Exercise instructions. The records below are to be transcribed exactly as they appear.

Source data.
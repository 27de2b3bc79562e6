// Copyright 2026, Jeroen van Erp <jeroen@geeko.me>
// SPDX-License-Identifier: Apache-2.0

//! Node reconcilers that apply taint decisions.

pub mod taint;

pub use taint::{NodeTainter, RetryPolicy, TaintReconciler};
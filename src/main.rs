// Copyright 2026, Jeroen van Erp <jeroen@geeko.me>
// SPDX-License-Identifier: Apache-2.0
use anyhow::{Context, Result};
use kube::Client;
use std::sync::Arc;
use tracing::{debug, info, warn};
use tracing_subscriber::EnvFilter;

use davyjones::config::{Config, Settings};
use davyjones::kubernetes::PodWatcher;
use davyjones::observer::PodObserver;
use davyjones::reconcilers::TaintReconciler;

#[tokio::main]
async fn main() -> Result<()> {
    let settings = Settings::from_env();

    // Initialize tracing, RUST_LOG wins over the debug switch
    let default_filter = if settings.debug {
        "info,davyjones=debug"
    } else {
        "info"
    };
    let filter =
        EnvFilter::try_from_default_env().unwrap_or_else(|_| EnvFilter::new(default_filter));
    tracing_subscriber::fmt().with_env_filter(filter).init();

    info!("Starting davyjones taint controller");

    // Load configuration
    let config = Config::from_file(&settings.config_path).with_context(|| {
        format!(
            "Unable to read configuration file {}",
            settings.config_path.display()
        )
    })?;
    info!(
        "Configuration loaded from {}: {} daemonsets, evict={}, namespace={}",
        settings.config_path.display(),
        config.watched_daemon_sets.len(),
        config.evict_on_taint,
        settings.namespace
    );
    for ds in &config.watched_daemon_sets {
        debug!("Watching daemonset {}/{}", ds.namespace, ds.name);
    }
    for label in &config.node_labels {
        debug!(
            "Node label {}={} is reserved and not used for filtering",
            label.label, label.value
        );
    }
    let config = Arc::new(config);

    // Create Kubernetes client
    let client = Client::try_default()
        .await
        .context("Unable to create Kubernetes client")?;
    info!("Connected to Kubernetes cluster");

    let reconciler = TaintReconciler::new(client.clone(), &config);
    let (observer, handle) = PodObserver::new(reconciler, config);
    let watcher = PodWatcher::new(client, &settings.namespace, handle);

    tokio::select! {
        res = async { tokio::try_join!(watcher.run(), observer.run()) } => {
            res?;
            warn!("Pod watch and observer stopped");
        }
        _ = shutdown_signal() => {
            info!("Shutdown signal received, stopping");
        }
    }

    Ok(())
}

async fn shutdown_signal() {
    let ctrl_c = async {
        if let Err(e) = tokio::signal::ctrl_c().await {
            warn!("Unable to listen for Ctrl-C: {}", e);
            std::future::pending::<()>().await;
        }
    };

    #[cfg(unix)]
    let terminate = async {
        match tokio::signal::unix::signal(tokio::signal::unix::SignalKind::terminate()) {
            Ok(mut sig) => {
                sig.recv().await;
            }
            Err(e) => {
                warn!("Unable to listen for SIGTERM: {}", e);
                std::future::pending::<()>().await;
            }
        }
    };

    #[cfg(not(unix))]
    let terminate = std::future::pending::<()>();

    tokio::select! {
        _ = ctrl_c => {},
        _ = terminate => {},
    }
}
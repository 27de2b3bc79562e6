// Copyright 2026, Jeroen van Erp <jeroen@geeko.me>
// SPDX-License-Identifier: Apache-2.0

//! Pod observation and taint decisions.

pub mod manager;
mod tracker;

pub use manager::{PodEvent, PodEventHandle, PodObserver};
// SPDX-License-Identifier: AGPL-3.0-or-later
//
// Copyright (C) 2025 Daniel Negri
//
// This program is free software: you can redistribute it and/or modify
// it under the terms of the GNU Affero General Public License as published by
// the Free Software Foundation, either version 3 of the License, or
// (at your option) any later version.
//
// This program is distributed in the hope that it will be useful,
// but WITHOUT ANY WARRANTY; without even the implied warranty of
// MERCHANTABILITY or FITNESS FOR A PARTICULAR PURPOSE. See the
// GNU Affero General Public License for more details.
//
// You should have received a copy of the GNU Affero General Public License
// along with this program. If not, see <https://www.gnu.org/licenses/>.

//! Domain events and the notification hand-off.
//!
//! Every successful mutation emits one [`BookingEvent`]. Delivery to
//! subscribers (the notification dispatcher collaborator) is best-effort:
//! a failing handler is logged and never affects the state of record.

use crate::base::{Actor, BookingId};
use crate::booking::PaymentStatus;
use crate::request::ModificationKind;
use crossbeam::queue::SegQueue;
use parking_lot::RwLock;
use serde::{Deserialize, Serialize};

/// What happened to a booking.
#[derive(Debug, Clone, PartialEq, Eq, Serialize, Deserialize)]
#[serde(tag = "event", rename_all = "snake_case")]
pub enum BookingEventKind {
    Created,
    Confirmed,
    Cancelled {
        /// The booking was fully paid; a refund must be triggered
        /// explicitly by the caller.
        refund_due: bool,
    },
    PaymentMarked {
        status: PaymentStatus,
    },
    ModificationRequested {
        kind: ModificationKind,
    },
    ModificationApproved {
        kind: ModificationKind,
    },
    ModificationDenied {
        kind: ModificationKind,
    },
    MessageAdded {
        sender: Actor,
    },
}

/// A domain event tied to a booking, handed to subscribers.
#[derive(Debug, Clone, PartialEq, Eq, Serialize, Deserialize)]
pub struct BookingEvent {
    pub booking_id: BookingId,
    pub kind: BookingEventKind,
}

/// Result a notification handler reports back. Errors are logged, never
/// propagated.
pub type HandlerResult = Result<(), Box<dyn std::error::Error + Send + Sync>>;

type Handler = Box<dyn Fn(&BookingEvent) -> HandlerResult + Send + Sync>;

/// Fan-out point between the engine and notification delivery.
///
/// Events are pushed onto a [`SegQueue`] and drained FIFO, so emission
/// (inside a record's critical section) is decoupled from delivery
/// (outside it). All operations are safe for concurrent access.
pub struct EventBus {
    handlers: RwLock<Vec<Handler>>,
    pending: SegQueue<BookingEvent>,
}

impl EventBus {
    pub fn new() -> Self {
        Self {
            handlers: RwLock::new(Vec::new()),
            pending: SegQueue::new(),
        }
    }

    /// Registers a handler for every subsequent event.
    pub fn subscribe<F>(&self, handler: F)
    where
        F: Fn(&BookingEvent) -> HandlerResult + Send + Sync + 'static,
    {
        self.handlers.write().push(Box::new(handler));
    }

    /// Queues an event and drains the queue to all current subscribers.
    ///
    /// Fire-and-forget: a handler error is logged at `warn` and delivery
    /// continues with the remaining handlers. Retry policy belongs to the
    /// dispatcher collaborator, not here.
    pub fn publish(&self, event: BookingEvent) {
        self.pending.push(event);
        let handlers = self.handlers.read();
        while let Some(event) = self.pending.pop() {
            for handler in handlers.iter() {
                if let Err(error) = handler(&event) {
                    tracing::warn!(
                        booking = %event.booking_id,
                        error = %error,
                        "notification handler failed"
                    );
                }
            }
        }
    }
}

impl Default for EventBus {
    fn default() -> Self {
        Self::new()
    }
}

Output of the exercise.
repository 27de2b3bc79562e6
// Copyright 2026, Jeroen van Erp <jeroen@geeko.me>
// SPDX-License-Identifier: Apache-2.0

//! Node reconcilers that apply taint decisions.

pub mod taint;

pub use taint::{NodeTainter, RetryPolicy, TaintReconciler};
filename src/main.rs
// Copyright 2026, Jeroen van Erp <jeroen@geeko.me>
// SPDX-License-Identifier: Apache-2.0
use anyhow::{Context, Result};
use kube::Client;
use std::sync::Arc;
use tracing::{debug, info, warn};
use tracing_subscriber::EnvFilter;

use davyjones::config::{Config, Settings};
use davyjones::kubernetes::PodWatcher;
use davyjones::observer::PodObserver;
use davyjones::reconcilers::TaintReconciler;

#[tokio::main]
async fn main() -> Result<()> {
    let settings = Settings::from_env();

    // Initialize tracing, RUST_LOG wins over the debug switch
    let default_filter = if settings.debug {
        "info,davyjones=debug"
    } else {
        "info"
    };
    let filter =
        EnvFilter::try_from_default_env().unwrap_or_else(|_| EnvFilter::new(default_filter));
    tracing_subscriber::fmt().with_env_filter(filter).init();

    info!("Starting davyjones taint controller");

    // Load configuration
    let config = Config::from_file(&settings.config_path).with_context(|| {
        format!(
            "Unable to read configuration file {}",
            settings.config_path.display()
        )
    })?;
    info!(
        "Configuration loaded from {}: {} daemonsets, evict={}, namespace={}",
        settings.config_path.display(),
        config.watched_daemon_sets.len(),
        config.evict_on_taint,
        settings.namespace
    );
    for ds in &config.watched_daemon_sets {
        debug!("Watching daemonset {}/{}", ds.namespace, ds.name);
    }
    for label in &config.node_labels {
        debug!(
            "Node label {}={} is reserved and not used for filtering",
            label.label, label.value
        );
    }
    let config = Arc::new(config);

    // Create Kubernetes client
    let client = Client::try_default()
        .await
        .context("Unable to create Kubernetes client")?;
    info!("Connected to Kubernetes cluster");

    let reconciler = TaintReconciler::new(client.clone(), &config);
    let (observer, handle) = PodObserver::new(reconciler, config);
    let watcher = PodWatcher::new(client, &settings.namespace, handle);

    tokio::select! {
        res = async { tokio::try_join!(watcher.run(), observer.run()) } => {
            res?;
            warn!("Pod watch and observer stopped");
        }
        _ = shutdown_signal() => {
            info!("Shutdown signal received, stopping");
        }
    }

    Ok(())
}

async fn shutdown_signal() {
    let ctrl_c = async {
        if let Err(e) = tokio::signal::ctrl_c().await {
            warn!("Unable to listen for Ctrl-C: {}", e);
            std::future::pending::<()>().await;
        }
    };

    #[cfg(unix)]
    let terminate = async {
        match tokio::signal::unix::signal(tokio::signal::unix::SignalKind::terminate()) {
            Ok(mut sig) => {
                sig.recv().await;
            }
            Err(e) => {
                warn!("Unable to listen for SIGTERM: {}", e);
                std::future::pending::<()>().await;
            }
        }
    };

    #[cfg(not(unix))]
    let terminate = std::future::pending::<()>();

    tokio::select! {
        _ = ctrl_c => {},
        _ = terminate => {},
    }
}
repository 27de2b3bc79562e6
// Copyright 2026, Jeroen van Erp <jeroen@geeko.me>
// SPDX-License-Identifier: Apache-2.0

//! Pod observation and taint decisions.

pub mod manager;
mod tracker;

pub use manager::{PodEvent, PodEventHandle, PodObserver};
// SPDX-License-Identifier: AGPL-3.0-or-later
//
// Copyright (C) 2025 Daniel Negri
//
// This program is free software: you can redistribute it and/or modify
// it under the terms of the GNU Affero General Public License as published by
// the Free Software Foundation, either version 3 of the License, or
// (at your option) any later version.
//
// This program is distributed in the hope that it will be useful,
// but WITHOUT ANY WARRANTY; without even the implied warranty of
// MERCHANTABILITY or FITNESS FOR A PARTICULAR PURPOSE. See the
// GNU Affero General Public License for more details.
//
// You should have received a copy of the GNU Affero General Public License
// along with this program. If not, see <https://www.gnu.org/licenses/>.

//! Domain events and the notification hand-off.
//!
//! Every successful mutation emits one [`BookingEvent`]. Delivery to
//! subscribers (the notification dispatcher collaborator) is best-effort:
//! a failing handler is logged and never affects the state of record.

use crate::base::{Actor, BookingId};
use crate::booking::PaymentStatus;
use crate::request::ModificationKind;
use crossbeam::queue::SegQueue;
use parking_lot::RwLock;
use serde::{Deserialize, Serialize};

/// What happened to a booking.
#[derive(Debug, Clone, PartialEq, Eq, Serialize, Deserialize)]
#[serde(tag = "event", rename_all = "snake_case")]
pub enum BookingEventKind {
    Created,
    Confirmed,
    Cancelled {
        /// The booking was fully paid; a refund must be triggered
        /// explicitly by the caller.
        refund_due: bool,
    },
    PaymentMarked {
        status: PaymentStatus,
    },
    ModificationRequested {
        kind: ModificationKind,
    },
    ModificationApproved {
        kind: ModificationKind,
    },
    ModificationDenied {
        kind: ModificationKind,
    },
    MessageAdded {
        sender: Actor,
    },
}

/// A domain event tied to a booking, handed to subscribers.
#[derive(Debug, Clone, PartialEq, Eq, Serialize, Deserialize)]
pub struct BookingEvent {
    pub booking_id: BookingId,
    pub kind: BookingEventKind,
}

/// Result a notification handler reports back. Errors are logged, never
/// propagated.
pub type HandlerResult = Result<(), Box<dyn std::error::Error + Send + Sync>>;

type Handler = Box<dyn Fn(&BookingEvent) -> HandlerResult + Send + Sync>;

/// Fan-out point between the engine and notification delivery.
///
/// Events are pushed onto a [`SegQueue`] and drained FIFO, so emission
/// (inside a record's critical section) is decoupled from delivery
/// (outside it). All operations are safe for concurrent access.
pub struct EventBus {
    handlers: RwLock<Vec<Handler>>,
    pending: SegQueue<BookingEvent>,
}

impl EventBus {
    pub fn new() -> Self {
        Self {
            handlers: RwLock::new(Vec::new()),
            pending: SegQueue::new(),
        }
    }

    /// Registers a handler for every subsequent event.
    pub fn subscribe<F>(&self, handler: F)
    where
        F: Fn(&BookingEvent) -> HandlerResult + Send + Sync + 'static,
    {
        self.handlers.write().push(Box::new(handler));
    }

    /// Queues an event and drains the queue to all current subscribers.
    ///
    /// Fire-and-forget: a handler error is logged at `warn` and delivery
    /// continues with the remaining handlers. Retry policy belongs to the
    /// dispatcher collaborator, not here.
    pub fn publish(&self, event: BookingEvent) {
        self.pending.push(event);
        let handlers = self.handlers.read();
        while let Some(event) = self.pending.pop() {
            for handler in handlers.iter() {
                if let Err(error) = handler(&event) {
                    tracing::warn!(
                        booking = %event.booking_id,
                        error = %error,
                        "notification handler failed"
                    );
                }
            }
        }
    }
}

impl Default for EventBus {
    fn default() -> Self {
        Self::new()
    }
}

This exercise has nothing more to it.